Optimizing tools for genomics data: enhancing the integrative genomics viewer with Java functionality for next-generation sequencing
The emergence of next-generation sequencing (NGS) has ushered in the development of genomic tools that enable the visualization of annotations across the genome. An example of such a tool is the Integrative Genomics Viewer (IGV), developed by the Broad Institute, which allows for the visualization of genomic data with greater resolution in grouping, sorting, and filtering options for bioinformatics datasets.
However, the IGV contains some features that are still limited and unrefined. For example, users must manually load files and scale tracks on the IGV application for multiple loci or for multiple samples, making visualization extremely inefficient.
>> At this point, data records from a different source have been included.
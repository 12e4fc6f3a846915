//! Port traits: the hexagonal boundary between domain logic and the outside world.
//!
//! ```text
//!   Adapter ──▶ Port trait ──▶ ModeController (domain)
//! ```
//!
//! Driven adapters (pins, ADC, climate, GPS, servos, display, console,
//! broker, time-series store) implement these traits. The mode layer
//! consumes them via generics, so the domain core never touches hardware
//! or sockets directly.
//!
//! Two bundle traits group them: [`Board`] for everything on the PCB and
//! [`Network`] for everything behind the Wi-Fi link. Both have blanket
//! impls, so an adapter only implements the individual ports.

use std::net::Ipv4Addr;

use crate::cloud::line_protocol::Point;
use crate::error::{HardwareReadInvalid, TransientError};
use crate::sensors::{ClimateReading, GpsFix};

// ───────────────────────────────────────────────────────────────
// Clock
// ───────────────────────────────────────────────────────────────

/// Monotonic millisecond clock plus the one blocking wait the firmware uses.
pub trait ClockPort {
    /// Milliseconds since boot. Never goes backwards.
    fn now_ms(&self) -> u64;

    /// Block the loop for `ms` milliseconds.
    fn delay_ms(&mut self, ms: u32);
}

// ───────────────────────────────────────────────────────────────
// Digital outputs
// ───────────────────────────────────────────────────────────────

pub trait PinPort {
    /// Configure `pin` as a push-pull output, driven LOW.
    fn claim_output(&mut self, pin: i32);

    /// Return `pin` to a floating input.
    fn release_pin(&mut self, pin: i32);

    fn write_pin(&mut self, pin: i32, high: bool);

    fn read_pin(&self, pin: i32) -> bool;
}

// ───────────────────────────────────────────────────────────────
// Analog inputs
// ───────────────────────────────────────────────────────────────

pub trait AdcPort {
    /// Set the sample width for `pin`.
    fn configure_adc(&mut self, pin: i32, resolution_bits: u8);

    /// One raw conversion.
    fn read_adc(&mut self, pin: i32) -> u16;
}

// ───────────────────────────────────────────────────────────────
// Sensor collaborators
// ───────────────────────────────────────────────────────────────

/// Blocking temperature/humidity read.
pub trait ClimatePort {
    fn read_climate(&mut self) -> Result<ClimateReading, HardwareReadInvalid>;
}

/// Serial GPS feed with an NMEA decoder behind it.
pub trait GpsPort {
    fn gps_begin(&mut self, baud: u32);

    fn gps_end(&mut self);

    /// Feed at most `max_bytes` pending UART bytes to the decoder.
    /// Returns the number consumed.
    fn gps_pump(&mut self, max_bytes: usize) -> usize;

    /// Latest valid fix, `None` while searching.
    fn gps_fix(&self) -> Option<GpsFix>;

    /// Satellites in view, valid fix or not.
    fn gps_satellites(&self) -> u8;
}

// ───────────────────────────────────────────────────────────────
// Servos
// ───────────────────────────────────────────────────────────────

/// Servo indices are zero based here; the console speaks 1..=3.
pub trait ServoPort {
    fn attach_servo(&mut self, index: usize);

    /// `angle` is already clamped to 0..=180 by the caller.
    fn write_servo(&mut self, index: usize, angle: u8);

    fn detach_servo(&mut self, index: usize);
}

// ───────────────────────────────────────────────────────────────
// System
// ───────────────────────────────────────────────────────────────

pub trait SystemPort {
    /// Station address, `None` while not associated.
    fn ip_address(&self) -> Option<Ipv4Addr>;

    /// Signal strength of the current association in dBm.
    fn rssi_dbm(&self) -> Option<i8>;

    /// Reboot the chip. Does not return on hardware.
    fn restart(&mut self);
}

// ───────────────────────────────────────────────────────────────
// Display
// ───────────────────────────────────────────────────────────────

/// Line-oriented status display.
pub trait DisplayPort {
    fn clear(&mut self);

    fn print_line(&mut self, row: u8, text: &str);

    /// Push the buffered frame to the panel.
    fn flush(&mut self);
}

/// Every on-board collaborator the modes drive.
pub trait Board:
    ClockPort + PinPort + AdcPort + ClimatePort + GpsPort + ServoPort + SystemPort + DisplayPort
{
}

impl<T> Board for T where
    T: ClockPort + PinPort + AdcPort + ClimatePort + GpsPort + ServoPort + SystemPort + DisplayPort
{
}

// ───────────────────────────────────────────────────────────────
// Local text console (driving adapter: operator → domain)
// ───────────────────────────────────────────────────────────────

pub trait ConsolePort {
    /// Open the console transport.
    fn console_start(&mut self) -> Result<(), TransientError>;

    fn console_stop(&mut self);

    /// Next complete line, without the terminator.
    fn console_poll_line(&mut self) -> Option<String>;

    fn console_write_line(&mut self, line: &str);
}

// ───────────────────────────────────────────────────────────────
// Pub/sub broker
// ───────────────────────────────────────────────────────────────

/// A message received on a subscribed topic.
#[derive(Debug, Clone, PartialEq, Eq)]
pub struct InboundMessage {
    pub topic: String,
    pub payload: Vec<u8>,
}

/// Transport-level happenings, delivered in order.
#[derive(Debug, Clone, PartialEq, Eq)]
pub enum BrokerEvent {
    Connected,
    Disconnected,
    Message(InboundMessage),
}

pub trait BrokerPort {
    /// Start a connection attempt. Completion arrives as
    /// [`BrokerEvent::Connected`] through [`BrokerPort::broker_poll`].
    fn broker_connect(&mut self, client_id: &str) -> Result<(), TransientError>;

    fn broker_disconnect(&mut self);

    /// Next queued event, if any. Never blocks.
    fn broker_poll(&mut self) -> Option<BrokerEvent>;

    fn subscribe(&mut self, topic: &str) -> Result<(), TransientError>;

    fn publish(&mut self, topic: &str, payload: &[u8], retain: bool) -> Result<(), TransientError>;
}

// ───────────────────────────────────────────────────────────────
// Time-series store
// ───────────────────────────────────────────────────────────────

pub trait TimeSeriesPort {
    /// Reachability probe.
    fn store_validate(&mut self) -> Result<(), TransientError>;

    fn store_write(&mut self, point: &Point) -> Result<(), TransientError>;
}

// ───────────────────────────────────────────────────────────────
// Wall clock
// ───────────────────────────────────────────────────────────────

pub trait TimeSyncPort {
    /// Configure the timezone and start NTP against `servers`.
    fn sync_time(&mut self, timezone: &str, servers: &[String]) -> Result<(), TransientError>;

    /// Seconds since the Unix epoch, `None` until synchronised.
    fn unix_time(&self) -> Option<u64>;
}

// ───────────────────────────────────────────────────────────────
// Service advertisement (mDNS)
// ───────────────────────────────────────────────────────────────

/// One advertised service under `<hostname>.local`.
#[derive(Debug, Clone, Copy, PartialEq, Eq)]
pub struct ServiceAdvert<'a> {
    pub hostname: &'a str,
    pub instance: &'a str,
    /// e.g. `_telnet`
    pub service: &'a str,
    /// `_tcp` or `_udp`
    pub proto: &'a str,
    pub port: u16,
}

pub trait AdvertisePort {
    fn advertise_start(&mut self, advert: &ServiceAdvert<'_>) -> Result<(), TransientError>;

    fn advertise_stop(&mut self);
}

/// Everything reached over the network link.
pub trait Network: ConsolePort + BrokerPort + TimeSeriesPort + TimeSyncPort + AdvertisePort {}

impl<T> Network for T where T: ConsolePort + BrokerPort + TimeSeriesPort + TimeSyncPort + AdvertisePort {}

// ───────────────────────────────────────────────────────────────
// Event sink port (driven adapter: domain → logging)
// ───────────────────────────────────────────────────────────────

/// The domain emits structured [`AppEvent`](super::events::AppEvent)s
/// through this port.
pub trait EventSink {
    fn emit(&mut self, event: &super::events::AppEvent);
}

// ───────────────────────────────────────────────────────────────
// Reply sink (command output channel)
// ───────────────────────────────────────────────────────────────

/// Where the command interpreter writes its human-readable replies.
pub trait ReplySink {
    fn reply(&mut self, line: &str);
}

impl ReplySink for Vec<String> {
    fn reply(&mut self, line: &str) {
        self.push(line.to_owned());
    }
}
Additionally, IGV requires the creation of a batch file that accepts only one specific input, creating inflexibility in its acceptance of different input files. To address these limitations, this project sought to enhance and optimize the current features available in IGV by 1) accommodating different data inputs with varying syntax and 2) by developing an automated snapshot of visualized genomic data in a graphical user interface (GUI) format with greater customizability and accessibility. An architecture class socket was created to integrate IGV’s options into a customizable Java program, and a file input class was designed to read in varying comma separated values (CSV) file inputs. To prevent the IGV from overloading too many binary format sequencing (BAM) files, a file reader class was created to process up to 10 BAMs for optimized data viewing on a standard monitor. Additional classes were created to increase user customizability, including a method that condenses the IGV-generated snapshots into a single PDF or Excel-formatted report.
By generating many reports from various file inputs, the optimized version of this tool possesses several advantages including automation for greater speed, less time spent manually verifying NGS data, customizability for easier interaction with the IGV from a Java Program, and accommodation of various input file formats. Lastly, the development of the GUI interface pairs the visualization of the IGV with the versatility of the Java platform, paving the way for more expedient genomic data analysis for both biologists and bioinformaticians alike.